▶ What to do: Among the entries that follow, find every line with the word "ticker" and list it.

▶ Given records:
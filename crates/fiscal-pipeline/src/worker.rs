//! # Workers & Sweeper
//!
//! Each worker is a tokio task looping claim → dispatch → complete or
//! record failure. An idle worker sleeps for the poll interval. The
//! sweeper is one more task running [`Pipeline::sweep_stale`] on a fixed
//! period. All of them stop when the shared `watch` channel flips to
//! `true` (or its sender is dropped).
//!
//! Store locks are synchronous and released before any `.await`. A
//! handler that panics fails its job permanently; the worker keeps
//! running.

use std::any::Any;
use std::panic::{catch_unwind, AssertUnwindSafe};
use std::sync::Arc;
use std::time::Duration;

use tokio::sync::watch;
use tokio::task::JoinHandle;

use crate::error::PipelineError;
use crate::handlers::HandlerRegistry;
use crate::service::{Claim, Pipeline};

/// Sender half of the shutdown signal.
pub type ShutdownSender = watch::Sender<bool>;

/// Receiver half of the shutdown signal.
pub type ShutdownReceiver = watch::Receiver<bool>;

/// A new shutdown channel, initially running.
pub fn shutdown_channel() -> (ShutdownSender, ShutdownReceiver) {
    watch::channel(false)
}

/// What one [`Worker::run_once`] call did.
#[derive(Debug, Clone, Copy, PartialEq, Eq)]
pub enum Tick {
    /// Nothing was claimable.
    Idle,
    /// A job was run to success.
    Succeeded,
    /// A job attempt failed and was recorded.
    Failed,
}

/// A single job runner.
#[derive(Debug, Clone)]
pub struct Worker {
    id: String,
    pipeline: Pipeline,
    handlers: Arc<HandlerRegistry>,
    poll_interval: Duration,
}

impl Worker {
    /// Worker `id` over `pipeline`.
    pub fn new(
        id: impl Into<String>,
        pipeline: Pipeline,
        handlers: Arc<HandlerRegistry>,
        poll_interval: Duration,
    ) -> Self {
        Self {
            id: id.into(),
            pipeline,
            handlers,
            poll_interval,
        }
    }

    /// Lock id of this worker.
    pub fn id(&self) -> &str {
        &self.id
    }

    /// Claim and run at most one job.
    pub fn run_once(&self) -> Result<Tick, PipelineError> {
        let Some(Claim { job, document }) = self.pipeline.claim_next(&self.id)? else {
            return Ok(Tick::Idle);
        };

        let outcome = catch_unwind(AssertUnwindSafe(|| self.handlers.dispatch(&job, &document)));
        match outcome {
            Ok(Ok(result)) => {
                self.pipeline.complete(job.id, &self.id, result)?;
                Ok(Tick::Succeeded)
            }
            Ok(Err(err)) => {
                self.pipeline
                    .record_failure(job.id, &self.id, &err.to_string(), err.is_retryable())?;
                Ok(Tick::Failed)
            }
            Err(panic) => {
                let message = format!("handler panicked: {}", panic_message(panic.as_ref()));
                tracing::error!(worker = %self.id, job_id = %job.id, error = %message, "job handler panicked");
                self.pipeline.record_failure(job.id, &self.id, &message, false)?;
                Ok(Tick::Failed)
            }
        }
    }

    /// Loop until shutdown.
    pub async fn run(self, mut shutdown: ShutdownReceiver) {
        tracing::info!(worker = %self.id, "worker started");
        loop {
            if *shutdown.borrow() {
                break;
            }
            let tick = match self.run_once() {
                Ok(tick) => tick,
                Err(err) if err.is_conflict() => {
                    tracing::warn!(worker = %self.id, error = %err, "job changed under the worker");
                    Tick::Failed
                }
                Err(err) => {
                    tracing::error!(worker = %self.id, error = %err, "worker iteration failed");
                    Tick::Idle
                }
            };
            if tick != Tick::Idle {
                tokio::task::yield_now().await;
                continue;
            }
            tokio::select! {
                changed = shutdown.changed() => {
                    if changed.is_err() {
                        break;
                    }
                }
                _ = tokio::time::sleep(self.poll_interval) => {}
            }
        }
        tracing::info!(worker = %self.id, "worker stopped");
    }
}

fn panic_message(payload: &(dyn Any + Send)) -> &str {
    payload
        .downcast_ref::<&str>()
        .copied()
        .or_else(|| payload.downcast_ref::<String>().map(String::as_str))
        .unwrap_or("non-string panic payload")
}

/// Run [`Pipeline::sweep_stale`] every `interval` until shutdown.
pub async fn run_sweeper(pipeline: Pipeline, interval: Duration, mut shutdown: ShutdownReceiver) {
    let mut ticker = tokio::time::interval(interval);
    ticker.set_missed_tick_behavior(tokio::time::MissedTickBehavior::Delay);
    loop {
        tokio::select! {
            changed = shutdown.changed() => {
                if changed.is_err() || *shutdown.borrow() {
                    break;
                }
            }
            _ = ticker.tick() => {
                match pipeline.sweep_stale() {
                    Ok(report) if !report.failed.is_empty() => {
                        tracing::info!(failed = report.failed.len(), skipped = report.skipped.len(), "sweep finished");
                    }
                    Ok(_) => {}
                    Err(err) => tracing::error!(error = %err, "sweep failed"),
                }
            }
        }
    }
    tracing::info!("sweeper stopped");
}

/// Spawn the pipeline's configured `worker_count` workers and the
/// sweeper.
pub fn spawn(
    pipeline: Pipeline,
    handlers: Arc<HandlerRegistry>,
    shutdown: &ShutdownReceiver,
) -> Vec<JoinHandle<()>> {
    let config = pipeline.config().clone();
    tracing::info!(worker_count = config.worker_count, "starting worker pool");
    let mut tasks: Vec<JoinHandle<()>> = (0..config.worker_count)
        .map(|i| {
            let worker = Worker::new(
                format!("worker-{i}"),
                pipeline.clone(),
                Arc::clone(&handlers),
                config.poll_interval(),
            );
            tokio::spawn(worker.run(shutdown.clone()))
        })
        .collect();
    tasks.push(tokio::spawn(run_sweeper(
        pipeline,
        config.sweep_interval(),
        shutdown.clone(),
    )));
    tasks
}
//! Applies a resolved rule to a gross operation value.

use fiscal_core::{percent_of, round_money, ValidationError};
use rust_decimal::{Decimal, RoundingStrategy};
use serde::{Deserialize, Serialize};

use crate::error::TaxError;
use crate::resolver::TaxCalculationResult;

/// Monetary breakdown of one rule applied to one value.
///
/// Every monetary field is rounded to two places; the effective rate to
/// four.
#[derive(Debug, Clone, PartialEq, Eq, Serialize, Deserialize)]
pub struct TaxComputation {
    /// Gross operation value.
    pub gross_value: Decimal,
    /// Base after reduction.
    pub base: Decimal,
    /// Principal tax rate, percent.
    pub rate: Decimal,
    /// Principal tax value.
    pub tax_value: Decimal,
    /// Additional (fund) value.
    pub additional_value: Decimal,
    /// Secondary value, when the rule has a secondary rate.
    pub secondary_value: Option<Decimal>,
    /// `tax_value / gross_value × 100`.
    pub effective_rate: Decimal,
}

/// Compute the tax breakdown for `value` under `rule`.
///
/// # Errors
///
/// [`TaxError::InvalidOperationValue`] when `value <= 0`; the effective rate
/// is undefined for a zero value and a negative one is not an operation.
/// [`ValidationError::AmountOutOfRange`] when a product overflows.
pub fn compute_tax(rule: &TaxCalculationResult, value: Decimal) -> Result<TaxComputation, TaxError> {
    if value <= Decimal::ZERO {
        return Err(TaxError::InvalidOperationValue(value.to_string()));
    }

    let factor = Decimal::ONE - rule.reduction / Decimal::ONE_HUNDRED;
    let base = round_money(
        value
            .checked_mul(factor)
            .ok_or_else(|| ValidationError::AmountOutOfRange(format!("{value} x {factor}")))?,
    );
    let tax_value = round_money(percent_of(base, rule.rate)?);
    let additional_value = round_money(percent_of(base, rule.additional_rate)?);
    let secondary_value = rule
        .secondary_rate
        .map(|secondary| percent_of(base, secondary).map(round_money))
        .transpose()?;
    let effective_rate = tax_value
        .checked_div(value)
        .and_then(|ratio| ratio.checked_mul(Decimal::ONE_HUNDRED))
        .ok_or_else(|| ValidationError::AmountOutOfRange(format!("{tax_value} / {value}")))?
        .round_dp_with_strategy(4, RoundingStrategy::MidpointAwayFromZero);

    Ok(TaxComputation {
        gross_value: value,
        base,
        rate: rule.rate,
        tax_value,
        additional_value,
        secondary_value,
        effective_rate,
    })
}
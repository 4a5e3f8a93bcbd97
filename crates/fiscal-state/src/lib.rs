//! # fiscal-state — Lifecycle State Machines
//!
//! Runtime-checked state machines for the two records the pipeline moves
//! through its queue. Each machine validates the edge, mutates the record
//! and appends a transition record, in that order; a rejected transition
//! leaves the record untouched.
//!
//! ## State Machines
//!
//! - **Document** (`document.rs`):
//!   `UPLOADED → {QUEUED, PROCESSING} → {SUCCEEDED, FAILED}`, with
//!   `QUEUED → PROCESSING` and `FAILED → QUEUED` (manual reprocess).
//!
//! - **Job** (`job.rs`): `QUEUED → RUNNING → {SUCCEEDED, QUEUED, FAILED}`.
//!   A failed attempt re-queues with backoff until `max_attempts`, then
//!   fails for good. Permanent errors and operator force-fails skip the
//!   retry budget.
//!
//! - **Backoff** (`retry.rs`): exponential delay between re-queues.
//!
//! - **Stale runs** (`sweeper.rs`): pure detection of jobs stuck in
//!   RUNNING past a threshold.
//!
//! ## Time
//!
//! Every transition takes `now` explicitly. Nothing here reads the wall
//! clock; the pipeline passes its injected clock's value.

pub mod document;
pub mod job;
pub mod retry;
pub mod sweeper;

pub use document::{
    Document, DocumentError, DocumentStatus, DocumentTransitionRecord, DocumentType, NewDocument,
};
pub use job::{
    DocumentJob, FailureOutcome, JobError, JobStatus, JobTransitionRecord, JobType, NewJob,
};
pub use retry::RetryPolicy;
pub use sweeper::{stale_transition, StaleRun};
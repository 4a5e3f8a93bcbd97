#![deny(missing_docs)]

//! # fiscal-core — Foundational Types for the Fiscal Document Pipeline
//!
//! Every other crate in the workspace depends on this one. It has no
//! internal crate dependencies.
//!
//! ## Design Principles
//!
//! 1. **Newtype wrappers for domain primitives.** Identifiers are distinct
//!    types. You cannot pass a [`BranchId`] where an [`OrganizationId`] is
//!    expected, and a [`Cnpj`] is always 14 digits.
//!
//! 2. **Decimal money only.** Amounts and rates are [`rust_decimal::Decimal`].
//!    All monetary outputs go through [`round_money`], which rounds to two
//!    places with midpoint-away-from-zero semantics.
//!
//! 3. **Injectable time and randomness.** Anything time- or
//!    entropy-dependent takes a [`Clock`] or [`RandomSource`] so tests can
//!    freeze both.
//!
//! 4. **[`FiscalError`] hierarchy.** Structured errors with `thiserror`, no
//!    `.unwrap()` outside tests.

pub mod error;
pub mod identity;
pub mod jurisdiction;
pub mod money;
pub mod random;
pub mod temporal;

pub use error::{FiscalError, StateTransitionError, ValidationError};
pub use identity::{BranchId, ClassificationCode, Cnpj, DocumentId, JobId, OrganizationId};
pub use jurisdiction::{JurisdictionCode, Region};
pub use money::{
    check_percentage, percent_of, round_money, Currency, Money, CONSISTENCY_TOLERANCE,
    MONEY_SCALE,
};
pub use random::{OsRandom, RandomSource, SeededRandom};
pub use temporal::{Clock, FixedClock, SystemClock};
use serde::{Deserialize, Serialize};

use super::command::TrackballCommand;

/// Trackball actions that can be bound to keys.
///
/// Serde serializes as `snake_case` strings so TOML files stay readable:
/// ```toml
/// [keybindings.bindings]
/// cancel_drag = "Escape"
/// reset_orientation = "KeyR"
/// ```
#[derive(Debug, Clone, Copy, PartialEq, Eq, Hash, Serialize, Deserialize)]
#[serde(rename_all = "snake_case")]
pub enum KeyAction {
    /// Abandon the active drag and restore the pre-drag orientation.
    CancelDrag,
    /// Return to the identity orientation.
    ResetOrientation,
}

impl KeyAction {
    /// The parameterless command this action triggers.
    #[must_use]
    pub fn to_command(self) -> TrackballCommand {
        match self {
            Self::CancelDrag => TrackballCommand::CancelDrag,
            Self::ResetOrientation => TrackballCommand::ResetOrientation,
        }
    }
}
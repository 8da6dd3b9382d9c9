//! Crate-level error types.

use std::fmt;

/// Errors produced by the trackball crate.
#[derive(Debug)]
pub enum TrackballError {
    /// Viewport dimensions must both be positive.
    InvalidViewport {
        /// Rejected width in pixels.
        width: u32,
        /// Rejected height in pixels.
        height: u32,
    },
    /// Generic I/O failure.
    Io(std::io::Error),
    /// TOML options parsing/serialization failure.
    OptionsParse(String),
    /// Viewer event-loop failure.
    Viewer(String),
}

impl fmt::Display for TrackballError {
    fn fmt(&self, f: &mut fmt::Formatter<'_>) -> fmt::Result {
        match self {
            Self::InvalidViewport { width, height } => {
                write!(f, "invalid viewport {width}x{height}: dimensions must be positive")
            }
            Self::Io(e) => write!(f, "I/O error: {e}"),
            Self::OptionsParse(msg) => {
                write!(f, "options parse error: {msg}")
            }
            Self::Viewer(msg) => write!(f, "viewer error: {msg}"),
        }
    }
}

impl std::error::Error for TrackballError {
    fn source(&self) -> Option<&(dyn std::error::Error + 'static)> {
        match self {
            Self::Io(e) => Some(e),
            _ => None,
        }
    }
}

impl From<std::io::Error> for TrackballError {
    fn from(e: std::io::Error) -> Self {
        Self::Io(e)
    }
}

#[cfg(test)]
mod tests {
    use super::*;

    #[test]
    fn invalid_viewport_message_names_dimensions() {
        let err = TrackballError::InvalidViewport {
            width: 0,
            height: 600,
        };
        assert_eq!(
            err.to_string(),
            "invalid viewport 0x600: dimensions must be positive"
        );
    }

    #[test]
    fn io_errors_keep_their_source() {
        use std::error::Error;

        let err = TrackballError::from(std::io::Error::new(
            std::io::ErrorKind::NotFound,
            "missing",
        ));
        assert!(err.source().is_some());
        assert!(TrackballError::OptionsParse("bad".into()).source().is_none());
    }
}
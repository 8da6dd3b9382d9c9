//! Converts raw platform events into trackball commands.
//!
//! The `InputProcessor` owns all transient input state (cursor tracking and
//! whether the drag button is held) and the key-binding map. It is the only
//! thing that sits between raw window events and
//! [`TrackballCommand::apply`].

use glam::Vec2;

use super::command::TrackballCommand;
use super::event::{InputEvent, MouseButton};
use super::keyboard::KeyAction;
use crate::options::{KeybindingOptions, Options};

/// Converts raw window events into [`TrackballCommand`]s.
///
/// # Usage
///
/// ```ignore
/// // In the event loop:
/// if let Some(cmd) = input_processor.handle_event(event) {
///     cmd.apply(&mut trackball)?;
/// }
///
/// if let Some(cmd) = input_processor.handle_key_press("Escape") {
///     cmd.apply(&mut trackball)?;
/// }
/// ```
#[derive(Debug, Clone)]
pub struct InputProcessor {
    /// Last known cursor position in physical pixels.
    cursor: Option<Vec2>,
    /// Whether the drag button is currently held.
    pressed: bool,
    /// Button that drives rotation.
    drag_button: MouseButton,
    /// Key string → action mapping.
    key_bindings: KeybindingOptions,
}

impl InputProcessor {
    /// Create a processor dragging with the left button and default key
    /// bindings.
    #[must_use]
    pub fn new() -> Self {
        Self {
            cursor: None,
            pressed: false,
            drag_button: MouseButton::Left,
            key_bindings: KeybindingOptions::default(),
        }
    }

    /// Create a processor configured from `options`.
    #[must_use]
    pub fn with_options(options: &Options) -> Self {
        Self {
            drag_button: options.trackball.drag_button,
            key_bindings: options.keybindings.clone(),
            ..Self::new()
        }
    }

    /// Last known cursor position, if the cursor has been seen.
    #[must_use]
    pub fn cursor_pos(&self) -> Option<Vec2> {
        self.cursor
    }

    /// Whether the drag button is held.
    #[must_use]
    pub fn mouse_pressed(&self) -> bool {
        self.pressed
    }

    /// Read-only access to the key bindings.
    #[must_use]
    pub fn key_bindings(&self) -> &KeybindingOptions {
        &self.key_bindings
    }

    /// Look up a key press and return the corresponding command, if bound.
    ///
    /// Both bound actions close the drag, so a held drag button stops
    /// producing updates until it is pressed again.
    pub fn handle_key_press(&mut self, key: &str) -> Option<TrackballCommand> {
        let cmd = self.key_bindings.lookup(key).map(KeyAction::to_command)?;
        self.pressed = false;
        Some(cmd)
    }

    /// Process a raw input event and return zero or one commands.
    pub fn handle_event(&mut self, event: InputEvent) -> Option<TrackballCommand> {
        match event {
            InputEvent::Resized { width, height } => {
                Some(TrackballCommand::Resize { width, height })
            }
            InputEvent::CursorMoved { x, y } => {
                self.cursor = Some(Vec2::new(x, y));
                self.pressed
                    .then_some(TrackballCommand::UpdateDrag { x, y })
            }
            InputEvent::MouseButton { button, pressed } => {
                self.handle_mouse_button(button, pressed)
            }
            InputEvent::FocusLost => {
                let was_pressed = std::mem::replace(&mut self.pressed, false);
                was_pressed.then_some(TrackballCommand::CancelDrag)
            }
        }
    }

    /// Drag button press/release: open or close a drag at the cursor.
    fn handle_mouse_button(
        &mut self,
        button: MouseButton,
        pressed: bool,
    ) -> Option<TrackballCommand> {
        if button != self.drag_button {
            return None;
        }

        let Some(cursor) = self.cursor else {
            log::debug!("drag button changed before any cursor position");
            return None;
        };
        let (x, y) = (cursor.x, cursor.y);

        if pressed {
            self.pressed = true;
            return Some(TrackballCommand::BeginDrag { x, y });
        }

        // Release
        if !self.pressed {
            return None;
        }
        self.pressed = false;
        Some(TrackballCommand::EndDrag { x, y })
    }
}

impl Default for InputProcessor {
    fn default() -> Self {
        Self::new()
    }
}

▶ Result:
    let mut ticker = tokio::time::interval(interval);
    ticker.set_missed_tick_behavior(tokio::time::MissedTickBehavior::Delay);
            _ = ticker.tick() => {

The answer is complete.